Across the whole listing, find how many lines contain "serialized", then write that number and nothing else.

[RECORDS FOR THIS TASK — start]

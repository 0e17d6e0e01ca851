//! Rich-text span handling through the full parse/serialize path.

use liftlex::{Span, load_bytes, save_bytes};

const SPAN_DOC: &str = r#"<?xml version="1.0" encoding="UTF-8"?>
<lift version="0.13">
  <entry id="greeting_1">
    <lexical-unit>
      <form lang="fr"><text>Bonjour <span lang="en">Hello <span class="em">world</span></span> !</text></form>
    </lexical-unit>
  </entry>
</lift>
"#;

#[test]
fn nested_spans_parse_into_a_seven_node_tree() {
    let dict = load_bytes(SPAN_DOC.as_bytes()).unwrap();
    let form = dict.entries[0].lexical_unit.get("fr").unwrap();

    let root = form.root();
    assert_eq!(root.node_count(), 7);
    assert_eq!(root.iter_depth_first().count(), 7);

    // Depth-first order: root, "Bonjour ", en span, "Hello ", em span,
    // "world", " !".
    let nodes: Vec<&Span> = root.iter_depth_first().collect();
    assert!(nodes[0].children().len() == 3);
    assert_eq!(nodes[1].leaf_text(), Some("Bonjour "));
    assert_eq!(nodes[2].lang(), Some("en"));
    assert_eq!(nodes[3].leaf_text(), Some("Hello "));
    assert_eq!(nodes[4].class(), Some("em"));
    assert_eq!(nodes[5].leaf_text(), Some("world"));
    assert_eq!(nodes[6].leaf_text(), Some(" !"));
}

#[test]
fn markup_rendering_reproduces_the_original_text() {
    let dict = load_bytes(SPAN_DOC.as_bytes()).unwrap();
    let form = dict.entries[0].lexical_unit.get("fr").unwrap();
    assert_eq!(
        form.markup(),
        r#"Bonjour <span lang="en">Hello <span class="em">world</span></span> !"#
    );
}

#[test]
fn plain_rendering_strips_all_markup() {
    let dict = load_bytes(SPAN_DOC.as_bytes()).unwrap();
    let form = dict.entries[0].lexical_unit.get("fr").unwrap();
    assert_eq!(form.text(), "Bonjour Hello world !");
}

#[test]
fn spans_survive_save_and_reload() {
    let first = load_bytes(SPAN_DOC.as_bytes()).unwrap();
    let bytes = save_bytes(&first).unwrap();

    let serialized = String::from_utf8(bytes.clone()).unwrap();
    assert!(serialized
        .contains(r#"Bonjour <span lang="en">Hello <span class="em">world</span></span> !"#));

    let second = load_bytes(&bytes).unwrap();
    let form = second.entries[0].lexical_unit.get("fr").unwrap();
    assert_eq!(form.root().node_count(), 7);
    assert_eq!(first, second);
}

#[test]
fn span_href_and_escaped_characters_round_trip() {
    let doc = r#"<?xml version="1.0" encoding="UTF-8"?>
<lift version="0.13">
  <entry id="e1">
    <lexical-unit>
      <form lang="en"><text>see <span href="entry://fish &amp; chips">fish &amp; chips</span></text></form>
    </lexical-unit>
  </entry>
</lift>
"#;
    let first = load_bytes(doc.as_bytes()).unwrap();
    let form = first.entries[0].lexical_unit.get("en").unwrap();
    assert_eq!(form.text(), "see fish & chips");
    let link = &form.root().children()[1];
    assert_eq!(link.href(), Some("entry://fish & chips"));

    let second = load_bytes(&save_bytes(&first).unwrap()).unwrap();
    assert_eq!(first, second);
}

[RECORDS FOR THIS TASK — finish]

● ANSWER SECTION:
2